Data records
//! Core types for Shoebox.
//!
//! This module provides type-safe wrappers for common domain concepts.

pub mod id;
pub mod price;

pub use id::*;
pub use price::{CurrencyCode, Price};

--- Exercise brief ---
Report all lines of the data that include the word "price".

--- The completed task ---
pub mod price;
pub use price::{CurrencyCode, Price};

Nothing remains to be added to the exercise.